We estimated ORs and 95% confidence intervals (CIs) by logistic regression analysis using SAS® PROC GENMOD (version 9.3; SAS Institute Inc, Cary, NC). The procedure uses the generalized estimating equation (GEE) method to estimate the coefficients and adjust the standard errors (SEs) of the model terms for the correlated data resulting from repeated measurements (both eyes) on the same individual.22 This accounts for the lack of independence between two eyes from the same individual.

We used P < 0.05 to denote statistical significance and all tests were two-sided.

RESULTS

Of the original 4,757 subjects in the AREDS, we excluded those with diabetes, invalid calorie intake (valid intakes ranged from 400 to 3,000 Kcal/d for female and 600 to 3,500 Kcal/d for male), and missing covariate information. This left 4,088 persons contributing 8,103 eyes available for analysis. The 8,103 eyes consisted of 2,739 control eyes (Group 1), 4,599 early AMD eyes (1,801 eyes with intermediate drusen plus 2,798 eyes with large drusen, i.e., Group 2 plus Group 3), 765 advanced AMD eyes (164 eyes with geographic atrophy plus 601 eyes with choroidal neovascularization, i.e., Group 4 plus Group 5).

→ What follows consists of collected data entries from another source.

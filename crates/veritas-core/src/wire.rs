//! Protobuf framing for event log entries.
//!
//! Indexers consume events without linking against the Rust event enums:
//! every entry is wrapped in an [`EventEnvelope`] carrying its stream,
//! sequence, kind, topics and a JSON payload.

use bytes::BytesMut;
use prost::Message;
use serde::{de::DeserializeOwned, Serialize};

use crate::error::CoreError;
use crate::events::{IndexedEvent, LogEntry, Topic};

/// Transport-neutral wrapper around one log entry.
#[derive(Clone, PartialEq, prost::Message)]
pub struct EventEnvelope {
    /// Which log the entry came from, e.g. `"registry"`.
    #[prost(string, tag = "1")]
    pub stream: String,
    #[prost(uint64, tag = "2")]
    pub seq: u64,
    #[prost(uint64, tag = "3")]
    pub timestamp: u64,
    /// Event name as reported by [`IndexedEvent::kind`].
    #[prost(string, tag = "4")]
    pub kind: String,
    /// Indexed values rendered as strings (token ids in decimal, addresses
    /// and 32-byte ids in `0x` hex).
    #[prost(string, repeated, tag = "5")]
    pub topics: Vec<String>,
    /// JSON encoding of the event.
    #[prost(bytes = "vec", tag = "6")]
    pub payload: Vec<u8>,
}

fn render_topic(topic: &Topic) -> String {
    match topic {
        Topic::Token(id) => id.to_string(),
        Topic::Address(a) => a.to_hex(),
        Topic::Id(id) => id.to_hex(),
    }
}

impl EventEnvelope {
    /// Wrap a log entry.
    pub fn wrap<E>(stream: &str, entry: &LogEntry<E>) -> Result<Self, CoreError>
    where
        E: IndexedEvent + Serialize,
    {
        Ok(Self {
            stream: stream.to_string(),
            seq: entry.seq,
            timestamp: entry.timestamp,
            kind: entry.event.kind().to_string(),
            topics: entry.event.topics().iter().map(render_topic).collect(),
            payload: serde_json::to_vec(&entry.event)?,
        })
    }

    /// Recover the typed log entry.
    pub fn unwrap_entry<E: DeserializeOwned>(&self) -> Result<LogEntry<E>, CoreError> {
        Ok(LogEntry {
            seq: self.seq,
            timestamp: self.timestamp,
            event: serde_json::from_slice(&self.payload)?,
        })
    }

    /// Protobuf-encode this envelope.
    pub fn to_bytes(&self) -> Result<Vec<u8>, CoreError> {
        let mut buf = BytesMut::with_capacity(self.encoded_len());
        self.encode(&mut buf)?;
        Ok(buf.to_vec())
    }

    /// Decode a protobuf-encoded envelope.
    pub fn from_bytes(data: &[u8]) -> Result<Self, CoreError> {
        Ok(Self::decode(data)?)
    }
}
//! Node configuration loading and management.

use serde::{Deserialize, Serialize};
use std::path::{Path, PathBuf};

use veritas_core::{Address, ProtocolConfig};

/// Full configuration for the Veritas node.
#[derive(Debug, Clone, Serialize, Deserialize, Default)]
pub struct VeritasConfig {
    /// API server settings.
    #[serde(default)]
    pub api: ApiConfig,

    /// Storage settings.
    #[serde(default)]
    pub storage: StorageConfig,

    /// Logging settings.
    #[serde(default)]
    pub logging: LoggingConfig,

    /// Genesis parameters for the ledger.
    #[serde(default)]
    pub protocol: GenesisConfig,
}

#[derive(Debug, Clone, Serialize, Deserialize)]
pub struct ApiConfig {
    /// API listen address.
    #[serde(default = "default_api_addr")]
    pub listen_addr: String,
    /// API port.
    #[serde(default = "default_api_port")]
    pub port: u16,
}

#[derive(Debug, Clone, Serialize, Deserialize)]
pub struct StorageConfig {
    /// Path to the data directory.
    #[serde(default = "default_data_dir")]
    pub data_dir: PathBuf,
}

#[derive(Debug, Clone, Serialize, Deserialize)]
pub struct LoggingConfig {
    /// Log level (trace, debug, info, warn, error).
    #[serde(default = "default_log_level")]
    pub level: String,
    /// Log format (text, json).
    #[serde(default = "default_log_format")]
    pub format: String,
}

/// Used only when the data directory holds no ledger yet.
#[derive(Debug, Clone, Serialize, Deserialize, Default)]
pub struct GenesisConfig {
    /// Administrator of both the registry and the verification protocol.
    #[serde(default)]
    pub admin: Address,
    /// Issuers whitelisted at genesis.
    #[serde(default)]
    pub issuers: Vec<Address>,
    #[serde(flatten)]
    pub settings: ProtocolConfig,
}

// Default value functions
fn default_api_addr() -> String {
    "127.0.0.1".into()
}
fn default_api_port() -> u16 {
    9001
}
fn default_data_dir() -> PathBuf {
    PathBuf::from("./data")
}
fn default_log_level() -> String {
    "info".into()
}
fn default_log_format() -> String {
    "text".into()
}

impl Default for ApiConfig {
    fn default() -> Self {
        Self {
            listen_addr: default_api_addr(),
            port: default_api_port(),
        }
    }
}

impl Default for StorageConfig {
    fn default() -> Self {
        Self {
            data_dir: default_data_dir(),
        }
    }
}

impl Default for LoggingConfig {
    fn default() -> Self {
        Self {
            level: default_log_level(),
            format: default_log_format(),
        }
    }
}

impl VeritasConfig {
    /// Load config from a TOML file, falling back to defaults for missing fields.
    pub fn load(path: &Path) -> anyhow::Result<Self> {
        if path.exists() {
            let contents = std::fs::read_to_string(path)?;
            let config: VeritasConfig = toml::from_str(&contents)?;
            Ok(config)
        } else {
            Ok(Self::default())
        }
    }

    /// Save the current config to a TOML file.
    pub fn save(&self, path: &Path) -> anyhow::Result<()> {
        let contents = toml::to_string_pretty(self)?;
        if let Some(parent) = path.parent() {
            std::fs::create_dir_all(parent)?;
        }
        std::fs::write(path, contents)?;
        Ok(())
    }

    /// A default config with a freshly generated administrator address,
    /// written by `--init`.
    pub fn generate() -> Self {
        let mut config = Self::default();
        config.protocol.admin = Address(rand::random::<[u8; 20]>());
        config
    }

    /// Whether logs should be emitted as JSON lines.
    pub fn json_logs(&self) -> bool {
        self.logging.format.eq_ignore_ascii_case("json")
    }
}
use serde::{Deserialize, Serialize};

use veritas_core::{Address, Bytes32, IndexedEvent, ProofId, RequestId, Timestamp, Topic};

/// Events published by the verification protocol.
#[derive(Debug, Clone, PartialEq, Eq, Serialize, Deserialize)]
#[serde(tag = "event")]
pub enum VerificationEvent {
    ProofRequestCreated {
        request_id: RequestId,
        requester: Address,
        required_credentials: Vec<String>,
        criteria_hash: Bytes32,
        timestamp: Timestamp,
        expiry_time: Timestamp,
    },
    ProofRequestDeactivated {
        request_id: RequestId,
        by: Address,
    },
    /// The outcome of a submission. Verifiers learn results from this event.
    ProofVerified {
        proof_id: ProofId,
        request_id: RequestId,
        prover: Address,
        proof_hash: Bytes32,
        timestamp: Timestamp,
        success: bool,
        result: String,
    },
    VerificationToggled {
        enabled: bool,
    },
    DefaultExpiryUpdated {
        seconds: u64,
    },
    VerificationKeyUpdated {
        key_hash: Bytes32,
    },
    OwnershipTransferred {
        previous_owner: Address,
        new_owner: Address,
    },
}

impl IndexedEvent for VerificationEvent {
    fn kind(&self) -> &'static str {
        match self {
            Self::ProofRequestCreated { .. } => "ProofRequestCreated",
            Self::ProofRequestDeactivated { .. } => "ProofRequestDeactivated",
            Self::ProofVerified { .. } => "ProofVerified",
            Self::VerificationToggled { .. } => "VerificationToggled",
            Self::DefaultExpiryUpdated { .. } => "DefaultExpiryUpdated",
            Self::VerificationKeyUpdated { .. } => "VerificationKeyUpdated",
            Self::OwnershipTransferred { .. } => "OwnershipTransferred",
        }
    }

    fn topics(&self) -> Vec<Topic> {
        match self {
            Self::ProofRequestCreated {
                request_id,
                requester,
                ..
            } => vec![Topic::Id(*request_id), Topic::Address(*requester)],
            Self::ProofRequestDeactivated { request_id, by } => {
                vec![Topic::Id(*request_id), Topic::Address(*by)]
            }
            Self::ProofVerified {
                proof_id,
                request_id,
                prover,
                ..
            } => vec![
                Topic::Id(*proof_id),
                Topic::Id(*request_id),
                Topic::Address(*prover),
            ],
            Self::VerificationKeyUpdated { key_hash } => vec![Topic::Id(*key_hash)],
            Self::OwnershipTransferred {
                previous_owner,
                new_owner,
            } => vec![Topic::Address(*previous_owner), Topic::Address(*new_owner)],
            Self::VerificationToggled { .. } | Self::DefaultExpiryUpdated { .. } => Vec::new(),
        }
    }
}
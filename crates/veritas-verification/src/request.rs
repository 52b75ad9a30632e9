use serde::{Deserialize, Serialize};

use veritas_core::{Address, Bytes32, RequestId, RequestState, Timestamp};
use veritas_proof::RequestCommitments;

/// Parameters for a new verification request.
#[derive(Debug, Clone, PartialEq, Eq, Serialize, Deserialize)]
pub struct NewProofRequest {
    /// Credential types a prover may present, in order.
    pub required_credentials: Vec<String>,
    pub criteria_hash: Bytes32,
    /// Zero when the request does not commit to a credential set.
    #[serde(default)]
    pub merkle_root: Bytes32,
    pub min_credentials: u64,
    /// Absolute expiry; 0 applies the protocol's default window.
    #[serde(default)]
    pub expiry_time: Timestamp,
}

/// A stored verification request.
#[derive(Debug, Clone, PartialEq, Eq, Serialize, Deserialize)]
pub struct ProofRequest {
    pub request_id: RequestId,
    pub requester: Address,
    pub required_credentials: Vec<String>,
    pub criteria_hash: Bytes32,
    pub merkle_root: Bytes32,
    pub min_credentials: u64,
    /// Creation time.
    pub timestamp: Timestamp,
    pub expiry_time: Timestamp,
    /// When the request was deactivated, if it was.
    pub deactivated_at: Option<Timestamp>,
}

impl ProofRequest {
    /// Lifecycle state at ledger time `now`. Expiry is inclusive of
    /// `expiry_time` itself.
    pub fn state_at(&self, now: Timestamp) -> RequestState {
        if self.deactivated_at.is_some() {
            RequestState::Deactivated
        } else if now > self.expiry_time {
            RequestState::Expired
        } else {
            RequestState::Active
        }
    }

    pub fn is_active_at(&self, now: Timestamp) -> bool {
        self.state_at(now) == RequestState::Active
    }

    /// Values a proof's public inputs must echo.
    pub fn commitments(&self) -> RequestCommitments {
        RequestCommitments {
            merkle_root: self.merkle_root,
            min_credentials: self.min_credentials,
            criteria_hash: self.criteria_hash,
        }
    }
}

/// A request as read at a particular time.
#[derive(Debug, Clone, PartialEq, Eq, Serialize, Deserialize)]
pub struct RequestView {
    #[serde(flatten)]
    pub request: ProofRequest,
    pub state: RequestState,
    pub is_active: bool,
}

impl RequestView {
    pub fn at(request: &ProofRequest, now: Timestamp) -> Self {
        let state = request.state_at(now);
        Self {
            request: request.clone(),
            state,
            is_active: state == RequestState::Active,
        }
    }
}
//! RocksDB storage backend for the Veritas node.

use anyhow::Result;
use rocksdb::{ColumnFamily, ColumnFamilyDescriptor, Direction, IteratorMode, Options, WriteBatch, DB};
use std::path::Path;
#[cfg(test)]
use std::sync::atomic::{AtomicBool, Ordering};

/// Column family names for different data types.
const CF_STATE: &str = "state";
const CF_EVENTS: &str = "events";

/// Key of the ledger snapshot in the state column family.
const SNAPSHOT_KEY: &[u8] = b"ledger";

/// RocksDB-backed storage for the Veritas node.
pub struct Storage {
    db: DB,
    /// Makes every commit fail, to exercise the node's rollback path.
    #[cfg(test)]
    fail_commits: AtomicBool,
}

/// An encoded event envelope waiting to be written.
#[derive(Debug, Clone)]
pub struct PendingEvent {
    pub stream: &'static str,
    pub seq: u64,
    pub envelope: Vec<u8>,
}

/// `stream/` followed by the big-endian sequence number, so that a stream's
/// events iterate in order.
fn event_key(stream: &str, seq: u64) -> Vec<u8> {
    let mut key = Vec::with_capacity(stream.len() + 9);
    key.extend_from_slice(stream.as_bytes());
    key.push(b'/');
    key.extend_from_slice(&seq.to_be_bytes());
    key
}

impl Storage {
    /// Open or create a RocksDB database at the given path with column families.
    pub fn open(path: &Path) -> Result<Self> {
        std::fs::create_dir_all(path)?;

        let mut opts = Options::default();
        opts.create_if_missing(true);
        opts.create_missing_column_families(true);

        let cf_descriptors = vec![
            ColumnFamilyDescriptor::new(CF_STATE, Options::default()),
            ColumnFamilyDescriptor::new(CF_EVENTS, Options::default()),
        ];

        let db = DB::open_cf_descriptors(&opts, path, cf_descriptors)?;

        Ok(Self {
            db,
            #[cfg(test)]
            fail_commits: AtomicBool::new(false),
        })
    }

    fn cf(&self, cf_name: &str) -> Result<&ColumnFamily> {
        self.db
            .cf_handle(cf_name)
            .ok_or_else(|| anyhow::anyhow!("column family '{}' not found", cf_name))
    }

    /// Get a value from a column family.
    pub fn get(&self, cf_name: &str, key: &[u8]) -> Result<Option<Vec<u8>>> {
        let value = self.db.get_cf(self.cf(cf_name)?, key)?;
        Ok(value)
    }

    /// Flush memtables to disk.
    pub fn flush(&self) -> Result<()> {
        self.db.flush()?;
        Ok(())
    }

    /// Write a ledger snapshot together with the events it introduced.
    /// Either all of it lands or none of it does.
    pub fn commit(&self, snapshot: &[u8], events: &[PendingEvent]) -> Result<()> {
        #[cfg(test)]
        if self.fail_commits.load(Ordering::SeqCst) {
            anyhow::bail!("injected storage failure");
        }

        let mut batch = WriteBatch::default();
        batch.put_cf(self.cf(CF_STATE)?, SNAPSHOT_KEY, snapshot);
        let events_cf = self.cf(CF_EVENTS)?;
        for event in events {
            batch.put_cf(events_cf, event_key(event.stream, event.seq), &event.envelope);
        }
        self.db.write(batch)?;
        Ok(())
    }

    #[cfg(test)]
    pub fn fail_commits(&self, fail: bool) {
        self.fail_commits.store(fail, Ordering::SeqCst);
    }

    /// Get the serialized ledger snapshot, if one was ever written.
    pub fn get_snapshot(&self) -> Result<Option<Vec<u8>>> {
        self.get(CF_STATE, SNAPSHOT_KEY)
    }

    /// Get an encoded event envelope.
    pub fn get_event(&self, stream: &str, seq: u64) -> Result<Option<Vec<u8>>> {
        self.get(CF_EVENTS, &event_key(stream, seq))
    }

    /// Every stored envelope of `stream`, in sequence order.
    pub fn events(&self, stream: &str) -> Result<Vec<Vec<u8>>> {
        let start = event_key(stream, 0);
        let prefix = &start[..stream.len() + 1];
        let mut out = Vec::new();
        for item in self
            .db
            .iterator_cf(self.cf(CF_EVENTS)?, IteratorMode::From(&start, Direction::Forward))
        {
            let (key, value) = item?;
            if key.len() != start.len() || !key.starts_with(prefix) {
                break;
            }
            out.push(value.to_vec());
        }
        Ok(out)
    }

    /// Sequence number the next event of `stream` will be stored under,
    /// i.e. one past the highest stored, or 0 for an empty stream.
    pub fn next_event_seq(&self, stream: &str) -> Result<u64> {
        let upper = event_key(stream, u64::MAX);
        let prefix = &upper[..stream.len() + 1];
        let mut iter = self
            .db
            .iterator_cf(self.cf(CF_EVENTS)?, IteratorMode::From(&upper, Direction::Reverse));

        match iter.next() {
            Some(item) => {
                let (key, _) = item?;
                if key.len() != upper.len() || !key.starts_with(prefix) {
                    return Ok(0);
                }
                let mut seq = [0u8; 8];
                seq.copy_from_slice(&key[prefix.len()..]);
                Ok(u64::from_be_bytes(seq) + 1)
            }
            None => Ok(0),
        }
    }
}
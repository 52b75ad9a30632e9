use serde::{Deserialize, Serialize};

use veritas_core::{Address, Bytes32, IndexedEvent, Timestamp, TokenId, Topic};

/// Events published by the credential registry.
#[derive(Debug, Clone, PartialEq, Eq, Serialize, Deserialize)]
#[serde(tag = "event")]
pub enum RegistryEvent {
    CredentialIssued {
        token_id: TokenId,
        recipient: Address,
        issuer: Address,
        credential_type: String,
        issuer_name: String,
        timestamp: Timestamp,
        metadata_hash: Bytes32,
        metadata_uri: String,
    },
    CredentialRevoked {
        token_id: TokenId,
        reason: String,
    },
    IssuerWhitelisted {
        issuer: Address,
        status: bool,
    },
    OwnershipTransferred {
        previous_owner: Address,
        new_owner: Address,
    },
}

impl IndexedEvent for RegistryEvent {
    fn kind(&self) -> &'static str {
        match self {
            Self::CredentialIssued { .. } => "CredentialIssued",
            Self::CredentialRevoked { .. } => "CredentialRevoked",
            Self::IssuerWhitelisted { .. } => "IssuerWhitelisted",
            Self::OwnershipTransferred { .. } => "OwnershipTransferred",
        }
    }

    fn topics(&self) -> Vec<Topic> {
        match self {
            Self::CredentialIssued {
                token_id,
                recipient,
                issuer,
                ..
            } => vec![
                Topic::Token(*token_id),
                Topic::Address(*recipient),
                Topic::Address(*issuer),
            ],
            Self::CredentialRevoked { token_id, .. } => vec![Topic::Token(*token_id)],
            Self::IssuerWhitelisted { issuer, .. } => vec![Topic::Address(*issuer)],
            Self::OwnershipTransferred {
                previous_owner,
                new_owner,
            } => vec![Topic::Address(*previous_owner), Topic::Address(*new_owner)],
        }
    }
}
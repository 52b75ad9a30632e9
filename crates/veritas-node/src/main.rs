//! Veritas Node — entry point.
//!
//! Runs the credential registry and verification protocol behind an HTTP
//! API, with configuration from a TOML file or defaults.

// Public APIs for node internals — used by tests and external consumers.
#![allow(dead_code)]

mod api;
mod commands;
mod config;
mod ledger;
mod node;
mod state;
mod storage;

use clap::Parser;
use std::path::PathBuf;
use tracing_subscriber::EnvFilter;

use config::VeritasConfig;
use node::VeritasFullNode;

/// Veritas Node
#[derive(Parser, Debug)]
#[command(name = "veritas-node", version, about = "Veritas credential ledger node")]
struct Args {
    /// Path to the configuration file (TOML).
    #[arg(short, long, default_value = "veritas.toml")]
    config: PathBuf,

    /// Override the API port.
    #[arg(long)]
    api_port: Option<u16>,

    /// Override the data directory.
    #[arg(long)]
    data_dir: Option<PathBuf>,

    /// Override the log level (trace, debug, info, warn, error).
    #[arg(long)]
    log_level: Option<String>,

    /// Override the log format (text, json).
    #[arg(long)]
    log_format: Option<String>,

    /// Generate a default config file with a fresh admin address and exit.
    #[arg(long)]
    init: bool,
}

fn init_tracing(config: &VeritasConfig) {
    let filter = EnvFilter::try_from_default_env()
        .unwrap_or_else(|_| EnvFilter::new(&config.logging.level));

    if config.json_logs() {
        tracing_subscriber::fmt()
            .json()
            .with_env_filter(filter)
            .with_target(true)
            .init();
    } else {
        tracing_subscriber::fmt()
            .with_env_filter(filter)
            .with_target(true)
            .init();
    }
}

#[tokio::main]
async fn main() -> anyhow::Result<()> {
    let args = Args::parse();

    // Handle --init flag
    if args.init {
        let config = VeritasConfig::generate();
        config.save(&args.config)?;
        println!(
            "wrote {} (admin {})",
            args.config.display(),
            config.protocol.admin
        );
        return Ok(());
    }

    // Load configuration
    let mut config = VeritasConfig::load(&args.config)?;

    // Apply CLI overrides
    if let Some(api_port) = args.api_port {
        config.api.port = api_port;
    }
    if let Some(ref data_dir) = args.data_dir {
        config.storage.data_dir = data_dir.clone();
    }
    if let Some(level) = args.log_level {
        config.logging.level = level;
    }
    if let Some(format) = args.log_format {
        config.logging.format = format;
    }

    init_tracing(&config);
    tracing::info!("Veritas Node v{}", env!("CARGO_PKG_VERSION"));

    let mut node = VeritasFullNode::new(config)?;
    node.start().await?;

    // Set up graceful shutdown on SIGINT
    let shutdown = async {
        if let Err(e) = tokio::signal::ctrl_c().await {
            tracing::error!(error = %e, "failed to listen for ctrl-c");
        }
        tracing::info!("received shutdown signal");
    };

    tokio::select! {
        result = node.run() => {
            if let Err(e) = result {
                tracing::error!(error = %e, "node event loop error");
            }
        }
        _ = shutdown => {
            tracing::info!("initiating graceful shutdown");
        }
    }

    node.shutdown().await?;
    tracing::info!("Veritas node exited cleanly");
    Ok(())
}
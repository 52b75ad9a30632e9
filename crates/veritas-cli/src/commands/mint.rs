//! `veritas mint` — Mint a soulbound credential.

use clap::Args;
use serde::Serialize;

use veritas_core::{Address, Bytes32};
use veritas_credentials::{CredentialMetadata, NewCredential};

use crate::client::{print_json, CallerArgs, CredentialView, NodeClient};

#[derive(Args, Debug)]
pub struct MintArgs {
    #[command(flatten)]
    pub from: CallerArgs,

    /// Recipient address; the credential is bound to it permanently.
    #[arg(long)]
    pub to: Address,

    /// Credential type, e.g. "Smart Contract Auditor".
    #[arg(short = 't', long)]
    pub credential_type: String,

    /// Display name of the issuing organisation.
    #[arg(long)]
    pub issuer_name: String,

    /// Human-readable description stored in the metadata document.
    #[arg(short, long, default_value = "")]
    pub description: String,

    /// Extra metadata fields as a JSON object.
    #[arg(long)]
    pub data: Option<String>,

    /// Use an externally hosted metadata document instead of an inline one.
    #[arg(long, requires = "metadata_hash")]
    pub metadata_uri: Option<String>,

    /// Content hash of the external metadata document.
    #[arg(long, requires = "metadata_uri")]
    pub metadata_hash: Option<Bytes32>,

    /// Print the full credential as JSON.
    #[arg(long)]
    pub json: bool,
}

#[derive(Serialize)]
struct MintRequest {
    caller: Address,
    #[serde(flatten)]
    credential: NewCredential,
}

/// Build the metadata hash and URI for a mint, encoding the document
/// inline unless an external one was named.
fn metadata(args: &MintArgs) -> anyhow::Result<(Bytes32, String)> {
    if let (Some(uri), Some(hash)) = (&args.metadata_uri, args.metadata_hash) {
        return Ok((hash, uri.clone()));
    }

    let additional = match &args.data {
        Some(raw) => Some(
            serde_json::from_str(raw).map_err(|e| anyhow::anyhow!("invalid --data JSON: {}", e))?,
        ),
        None => None,
    };
    let encoded = CredentialMetadata::new(
        args.description.clone(),
        additional,
        args.from.caller,
        chrono::Utc::now(),
    )
    .encode()?;
    Ok((encoded.hash, encoded.uri))
}

pub async fn run(node: &NodeClient, args: &MintArgs) -> anyhow::Result<()> {
    let (metadata_hash, metadata_uri) = metadata(args)?;
    let body = MintRequest {
        caller: args.from.caller,
        credential: NewCredential {
            recipient: args.to,
            credential_type: args.credential_type.clone(),
            issuer_name: args.issuer_name.clone(),
            metadata_hash,
            metadata_uri,
        },
    };

    let view: CredentialView = node.post("/credentials", &body).await?;
    if args.json {
        return print_json(&view.credential);
    }

    let c = &view.credential;
    println!("Credential minted!");
    println!("  Token ID:  {}", c.token_id);
    println!("  Owner:     {}", c.owner);
    println!("  Type:      {}", c.credential_type);
    println!("  Issuer:    {} ({})", c.issuer_name, c.issuer);
    println!("  Metadata:  {}", c.metadata_hash);
    Ok(())
}
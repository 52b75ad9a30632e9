//! `veritas admin` — Protocol administration.

use clap::{Args, Subcommand, ValueEnum};
use serde::{Deserialize, Serialize};
use std::path::PathBuf;

use veritas_core::{Address, Bytes32};
use veritas_proof::RawVerificationKey;

use crate::client::{CallerArgs, NodeClient};

#[derive(Args, Debug)]
pub struct AdminArgs {
    #[command(flatten)]
    pub from: CallerArgs,

    #[command(subcommand)]
    pub action: AdminAction,
}

#[derive(Clone, Copy, Debug, ValueEnum)]
pub enum Switch {
    On,
    Off,
}

#[derive(Subcommand, Debug)]
pub enum AdminAction {
    /// Turn proof submissions on or off.
    Verification { switch: Switch },
    /// Set the expiry window for requests created without one.
    DefaultExpiry { seconds: u64 },
    /// Install a verification key from a JSON file.
    VerificationKey { path: PathBuf },
}

#[derive(Serialize)]
struct SetEnabledRequest {
    caller: Address,
    enabled: bool,
}

#[derive(Serialize)]
struct SetExpiryRequest {
    caller: Address,
    seconds: u64,
}

#[derive(Serialize)]
struct SetKeyRequest {
    caller: Address,
    key: RawVerificationKey,
}

#[derive(Deserialize)]
struct LedgerStatus {
    verification_enabled: bool,
    default_expiry_secs: u64,
}

#[derive(Deserialize)]
struct KeyResponse {
    key_hash: Bytes32,
}

pub async fn run(node: &NodeClient, args: &AdminArgs) -> anyhow::Result<()> {
    let caller = args.from.caller;
    match &args.action {
        AdminAction::Verification { switch } => {
            let body = SetEnabledRequest {
                caller,
                enabled: matches!(switch, Switch::On),
            };
            let status: LedgerStatus = node.post("/admin/verification", &body).await?;
            println!(
                "Verification {}",
                if status.verification_enabled {
                    "enabled"
                } else {
                    "disabled"
                }
            );
        }
        AdminAction::DefaultExpiry { seconds } => {
            let body = SetExpiryRequest {
                caller,
                seconds: *seconds,
            };
            let status: LedgerStatus = node.post("/admin/default-expiry", &body).await?;
            println!("Default expiry set to {}s", status.default_expiry_secs);
        }
        AdminAction::VerificationKey { path } => {
            let contents = std::fs::read_to_string(path)?;
            let key: RawVerificationKey = serde_json::from_str(&contents)
                .map_err(|e| anyhow::anyhow!("invalid verification key file: {}", e))?;
            let resp: KeyResponse = node
                .post("/admin/verification-key", &SetKeyRequest { caller, key })
                .await?;
            println!("Verification key installed: {}", resp.key_hash);
        }
    }
    Ok(())
}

We entered food consumption data for the 37 predefined food groups (Table 1) into the factor analysis procedure. The Scree plot of eigenvalues indicated two major factors with an eigenvalue of 4.01 and 3.29, respectively. They were much higher than the third highest eigenvalue (1.58). Thus, we retained the two factors in the final model. Factor-loading matrixes for the 2 major factors are listed in Table 2. The larger the loading of a given food item or group to the factor, the greater the contribution of that food item or group to a specific factor. The first factor was loaded heavily with the following foods or food groups: vegetables, legumes, fruit, fish, tomatoes, whole grains, poultry, etc. The second factor was loaded heavily with red meat, processed meat, butter, high-fat dairy products, French fries, refined grains, eggs, sweets and dessert, potatoes, etc. The first factor explained 10.8% of the total variance of food consumption and the second factor explained 8.9% of the total variance. We named the first factor as the “Oriental pattern” and the second factor as the “Western pattern.”

Table 2.

Factor-loading matrix for the 2 major factors (dietary patterns) identified by principle component analysis using food consumption data from the food frequency questionnaire administered in the Age-Related Eye Disease Study.1

Food or food group2 Factor 1
(Oriental pattern)
Factor 2
(Western pattern)
Dark-yellow vegetables 0.67
Cruciferous vegetables 0.65
Green leafy vegetables 0.60
Legumes 0.54
Fruit 0.54
Other vegetables 0.54
Whole grains 0.47
Tomatoes 0.46
Fish and other seafood 0.46
Rice 0.45
Poultry 0.45
Soup 0.39
Low-fat dairy products 0.39
Red meats 0.65
Processed meats 0.65
Butter or margarine 0.58
High-fat dairy products 0.53
Gravies 0.51
French fries 0.48
Refined grains 0.43
Eggs 0.43
Sweets and desserts 0.40
Potatoes 0.35
High energy drinks 0.32
1

Foods or food groups with an absolute value for factor loading < 0.30 for both factors were not listed in the table for simplicity.

2

See Table 1 for food groupings.

In general, our study subjects with a higher Oriental pattern score were younger (P=0.03), more likely to have higher levels of education (P<0.0001), less likely to be smokers (P=0.002) and to have hypertension history (P=0.03), and have higher intakes (all P values <0.0001) of dietary intakes of vitamin C, vitamin E, beta-carotene, zinc, lutein/zeaxanthin, docosahexaenoic acid (DHA) and eicosapentaenoic acid (EPA) (Table 3). Importantly, consumption of vegetables, legumes, fruit, whole-grain products, fish, poultry, low-fat dairy products, etc, was positively correlated with the Oriental pattern score, whereas consumption of processed meat, French fries, high energy drinks etc, was inversely correlated.

Table 3.

Age-standardized characteristics and dietary consumptions by Oriental pattern score quintile groups (Q1-Q5 from low to high) in the Age-Related Eye Disease Study. Values are means (standard deviation) or proportions and are standardized to the age distribution of the study population.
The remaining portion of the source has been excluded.